-- WHAT IS NEEDED --
Wherever the string "this" shows up in the records below, return that line.

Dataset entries
● ● ● ● ● ● ●
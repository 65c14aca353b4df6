//! Player roster records and per-round history.

use chrono::{DateTime, Utc};
use serde::{Deserialize, Serialize};

use super::{EntityId, PlayerId, Points};

/// Board color.
#[derive(Debug, Clone, Copy, PartialEq, Eq, Serialize, Deserialize)]
pub enum Color {
    White,
    Black,
}

impl Color {
    /// The other color.
    pub fn opposite(&self) -> Color {
        match self {
            Color::White => Color::Black,
            Color::Black => Color::White,
        }
    }
}

impl std::fmt::Display for Color {
    fn fmt(&self, f: &mut std::fmt::Formatter<'_>) -> std::fmt::Result {
        match self {
            Color::White => write!(f, "white"),
            Color::Black => write!(f, "black"),
        }
    }
}

/// One entry in a player's per-round history.
#[derive(Debug, Clone, PartialEq, Serialize, Deserialize)]
pub struct GameRecord {
    /// Round number this entry belongs to
    pub round: u32,

    /// Opponent id; None iff this was a bye
    #[serde(default)]
    pub opponent_id: Option<PlayerId>,

    /// Points earned (0, 0.5 or 1)
    pub points: Points,

    /// Whether this was a bye
    #[serde(default)]
    pub is_bye: bool,
}

/// A registered player.
#[derive(Debug, Clone, PartialEq, Serialize, Deserialize)]
pub struct Player {
    /// Unique identifier (derived from section name + player name)
    pub id: PlayerId,

    /// Display name
    pub name: String,

    /// Rating; 0 means unrated
    #[serde(default)]
    pub rating: u32,

    /// External USCF membership id, opaque to the engine
    #[serde(default)]
    pub uscf_id: Option<String>,

    /// Running score
    #[serde(default)]
    pub score: Points,

    /// Opponents faced, one per non-bye game, in round order
    #[serde(default)]
    pub opponents: Vec<PlayerId>,

    /// Colors held, aligned positionally with `opponents`
    #[serde(default)]
    pub colors: Vec<Color>,

    /// Per-round result history
    #[serde(default)]
    pub results: Vec<GameRecord>,

    /// Whether the player has received a bye in any round
    #[serde(default)]
    pub had_bye: bool,

    /// Withdrawn players are excluded from future pairings
    #[serde(default)]
    pub withdrawn: bool,

    /// When this player registered
    #[serde(default = "Utc::now")]
    pub registered_at: DateTime<Utc>,
}

impl Player {
    /// Create a new Player with auto-generated ID.
    pub fn new(section_name: &str, name: impl Into<String>) -> Self {
        let name = name.into();
        let id = EntityId::generate(&[section_name, &name]);

        Self {
            id,
            name,
            rating: 0,
            uscf_id: None,
            score: Points::ZERO,
            opponents: Vec::new(),
            colors: Vec::new(),
            results: Vec::new(),
            had_bye: false,
            withdrawn: false,
            registered_at: Utc::now(),
        }
    }

    /// Builder method to set rating.
    pub fn with_rating(mut self, rating: u32) -> Self {
        self.rating = rating;
        self
    }

    /// Builder method to set USCF id.
    pub fn with_uscf_id(mut self, uscf_id: String) -> Self {
        self.uscf_id = Some(uscf_id);
        self
    }

    /// Whether this player has already faced `opponent`.
    pub fn has_played(&self, opponent: &PlayerId) -> bool {
        self.opponents.contains(opponent)
    }

    /// Count of (whites, blacks) held so far.
    pub fn color_counts(&self) -> (usize, usize) {
        let whites = self.colors.iter().filter(|c| **c == Color::White).count();
        (whites, self.colors.len() - whites)
    }

    /// True iff the player's last two games were both played as `color`.
    pub fn last_two_were(&self, color: Color) -> bool {
        self.colors.len() >= 2 && self.colors[self.colors.len() - 2..].iter().all(|c| *c == color)
    }

    /// Record a game against `opponent` holding `color`.
    ///
    /// Called by the pairer at pairing time so that later pairings in the
    /// same round observe the update.
    pub fn record_game(&mut self, opponent: PlayerId, color: Color) {
        self.opponents.push(opponent);
        self.colors.push(color);
    }

    /// Number of non-bye games recorded.
    pub fn games_played(&self) -> usize {
        self.opponents.len()
    }

    /// Recompute `had_bye` from the result history.
    pub fn sync_bye_flag(&mut self) {
        self.had_bye = self.results.iter().any(|r| r.is_bye);
    }
}

#[cfg(test)]
mod tests {
    use super::*;

    #[test]
    fn test_player_creation() {
        let player = Player::new("Open", "Alice");

        assert_eq!(player.name, "Alice");
        assert_eq!(player.rating, 0);
        assert_eq!(player.score, Points::ZERO);
        assert!(player.opponents.is_empty());
        assert!(!player.had_bye);
        assert!(!player.withdrawn);
    }

    #[test]
    fn test_player_id_deterministic() {
        let p1 = Player::new("Open", "Alice");
        let p2 = Player::new("Open", "Alice");
        assert_eq!(p1.id, p2.id);

        let p3 = Player::new("Reserve", "Alice");
        assert_ne!(p1.id, p3.id);
    }

    #[test]
    fn test_player_builder() {
        let player = Player::new("Open", "Alice")
            .with_rating(1800)
            .with_uscf_id("12345678".to_string());

        assert_eq!(player.rating, 1800);
        assert_eq!(player.uscf_id, Some("12345678".to_string()));
    }

    #[test]
    fn test_record_game_keeps_alignment() {
        let mut player = Player::new("Open", "Alice");
        let opp = EntityId::from("opp-1");

        player.record_game(opp.clone(), Color::White);

        assert_eq!(player.opponents.len(), player.colors.len());
        assert!(player.has_played(&opp));
        assert_eq!(player.games_played(), 1);
    }

    #[test]
    fn test_color_counts() {
        let mut player = Player::new("Open", "Alice");
        player.record_game(EntityId::from("a"), Color::White);
        player.record_game(EntityId::from("b"), Color::Black);
        player.record_game(EntityId::from("c"), Color::White);

        assert_eq!(player.color_counts(), (2, 1));
    }

    #[test]
    fn test_last_two_were() {
        let mut player = Player::new("Open", "Alice");
        assert!(!player.last_two_were(Color::White));

        player.record_game(EntityId::from("a"), Color::White);
        assert!(!player.last_two_were(Color::White));

        player.record_game(EntityId::from("b"), Color::White);
        assert!(player.last_two_were(Color::White));
        assert!(!player.last_two_were(Color::Black));

        player.record_game(EntityId::from("c"), Color::Black);
        assert!(!player.last_two_were(Color::White));
    }

    #[test]
    fn test_sync_bye_flag() {
        let mut player = Player::new("Open", "Alice");
        player.results.push(GameRecord {
            round: 1,
            opponent_id: None,
            points: Points::ONE,
            is_bye: true,
        });

        player.sync_bye_flag();
        assert!(player.had_bye);

        player.results.clear();
        player.sync_bye_flag();
        assert!(!player.had_bye);
    }

    #[test]
    fn test_player_deserializes_with_defaults() {
        // Missing optional fields come back as defaults
        let json = r#"{"id": "abc", "name": "Alice"}"#;
        let player: Player = serde_json::from_str(json).unwrap();

        assert_eq!(player.rating, 0);
        assert_eq!(player.score, Points::ZERO);
        assert!(player.opponents.is_empty());
        assert!(player.results.is_empty());
        assert!(!player.had_bye);
        assert!(!player.withdrawn);
    }

    #[test]
    fn test_player_serialization_roundtrip() {
        let mut player = Player::new("Open", "Alice").with_rating(1650);
        player.score = Points::from_f64(2.5);
        player.results.push(GameRecord {
            round: 1,
            opponent_id: Some(EntityId::from("opp")),
            points: Points::ONE,
            is_bye: false,
        });

        let json = serde_json::to_string(&player).unwrap();
        let deserialized: Player = serde_json::from_str(&json).unwrap();

        assert_eq!(player, deserialized);
    }
}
● ● ● ● ● ● ●
-- RESPONSE TO THE EXERCISE --
    /// Round number this entry belongs to
    /// Opponent id; None iff this was a bye
    /// Whether this was a bye
    /// When this player registered
    /// Whether this player has already faced `opponent`.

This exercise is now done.